You can see here that they are just blatantly copying my posts titles. When I visited one of the links, sure enough, they are copying my entire posts in their full glory onto their site.
If you don’t post often or want to keep up with any mentions of your top blog posts on other websites, you can create a Google Alert using the exact match for your post’s title by putting the title in quotation marks.
I deliver all of my Google Alerts to an RSS feed so I can manage them in Google Reader, but you can also have them delivered regularly by email. You’ll even get an instant preview of the types of results you will get.
How to Get Credit for Scraped Posts
If you use WordPress, then you definitely want to try out the RSS footer plugin. This plugin allows you to place a custom piece of text at the top or bottom of your RSS feed content.

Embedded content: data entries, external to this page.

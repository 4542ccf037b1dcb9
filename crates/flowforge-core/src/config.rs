//! Engine configuration.
//!
//! Everything the engine used to pick up from ambient shell state is passed
//! in explicitly through [`EngineConfig`]. `from_env` reads the documented
//! environment variables; CLI flags override the result.

use std::path::{Path, PathBuf};
use std::time::Duration;

use tracing::warn;

use crate::aggregate::AggregationPolicy;

/// Default bound on every git subprocess call.
pub const DEFAULT_GIT_TIMEOUT: Duration = Duration::from_secs(10);

/// State directory name under the repository root.
pub const STATE_DIR: &str = ".flowforge";

pub const ENV_SESSION_ID: &str = "FLOWFORGE_SESSION_ID";
pub const ENV_GIT_TIMEOUT_SECS: &str = "FLOWFORGE_GIT_TIMEOUT_SECS";
pub const ENV_FAIL_FAST: &str = "FLOWFORGE_FAIL_FAST";

#[derive(Debug, Clone, PartialEq, Eq)]
pub struct EngineConfig {
    pub repo_root: PathBuf,
    /// Holds session, task, token and audit files.
    pub state_dir: PathBuf,
    /// Agent session the run is attributed to.
    pub session_id: Option<String>,
    pub git_timeout: Duration,
    pub policy: AggregationPolicy,
}

impl EngineConfig {
    /// Defaults rooted at `repo_root`.
    pub fn new(repo_root: impl Into<PathBuf>) -> Self {
        let repo_root = repo_root.into();
        Self {
            state_dir: repo_root.join(STATE_DIR),
            repo_root,
            session_id: None,
            git_timeout: DEFAULT_GIT_TIMEOUT,
            policy: AggregationPolicy::default(),
        }
    }

    /// Defaults overlaid with `FLOWFORGE_*` environment variables.
    pub fn from_env(repo_root: impl Into<PathBuf>) -> Self {
        Self::from_lookup(repo_root, |key| std::env::var(key).ok())
    }

    /// Like [`from_env`](Self::from_env) with an injectable variable source.
    pub fn from_lookup(
        repo_root: impl Into<PathBuf>,
        lookup: impl Fn(&str) -> Option<String>,
    ) -> Self {
        let mut config = Self::new(repo_root);

        config.session_id = lookup(ENV_SESSION_ID)
            .map(|s| s.trim().to_string())
            .filter(|s| !s.is_empty());

        if let Some(raw) = lookup(ENV_GIT_TIMEOUT_SECS) {
            match raw.trim().parse::<u64>() {
                Ok(secs) if secs > 0 => config.git_timeout = Duration::from_secs(secs),
                _ => warn!(
                    event = "config.invalid",
                    key = ENV_GIT_TIMEOUT_SECS,
                    value = %raw,
                    "ignoring invalid git timeout"
                ),
            }
        }

        let fail_fast = lookup(ENV_FAIL_FAST)
            .map(|v| matches!(v.trim().to_lowercase().as_str(), "1" | "true" | "yes"))
            .unwrap_or(false);
        if fail_fast {
            config.policy = AggregationPolicy::FailFast;
        }

        config
    }

    pub fn with_session_id(mut self, session_id: impl Into<String>) -> Self {
        self.session_id = Some(session_id.into());
        self
    }

    pub fn with_policy(mut self, policy: AggregationPolicy) -> Self {
        self.policy = policy;
        self
    }

    pub fn with_git_timeout(mut self, timeout: Duration) -> Self {
        self.git_timeout = timeout;
        self
    }

    pub fn with_state_dir(mut self, state_dir: impl AsRef<Path>) -> Self {
        self.state_dir = state_dir.as_ref().to_path_buf();
        self
    }
}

The result is this simple line on my blog posts when viewed through a RSS feed.
As you can see, even if you aren’t using it for the purpose of getting credit back to your posts when content thieves steal it, you can still use it for a little extra bit of advertising with the possible benefit of people who subscribe to your RSS feed clicking through to your website or social profiles. And when someone does scrape your content from your RSS feed, it shows up there too.
So in the event that someone finds your scraped content, they will hopefully notice the credit before assuming it was created by the blog that stole it. If you don’t have WordPress, you can simply include a note at the top or bottom of your content that includes the same information.
How to Stop Content Scrapers
If you’re not interested in anyone copying your content, then you have a few options to choose from. You can start by contacting the site that is stealing your content and sending them a notice that you want all of your content removed immediately. You can do this through the site’s contact form, email address, or post it to any social accounts they list.
If there is no contact information on the website stealing your content, you can do a Whois Lookup to (hopefully) find out who owns the domain.
If it is not privately registered, you should find an administrative contact’s email address. If not, you should at least see the domain registrar which, in this case, is GoDaddy and/or the hosting company for the website which, in this case, is HostGator. You can try to contact both companies (HostGator has a DMCA form and GoDaddy has an email) and let them know that the domain in question is stealing copyrighted content in hopes that the website will be suspended or removed.
You can also visit the DMCA and use their takedown services to remove anyone who is copying your photos, video, audio, blog, or other content. They even offer a WordPress plugin to incorporate a DMCA protected badge on your site to warn potential thieves.
Have you ever dealt with content scrapers and thieves? Do you leave it alone for the link benefits, or do you fight back? What other tools, services, or other preventative tactics do you use to block content scrapers? Please share your thoughts and experiences in the comments!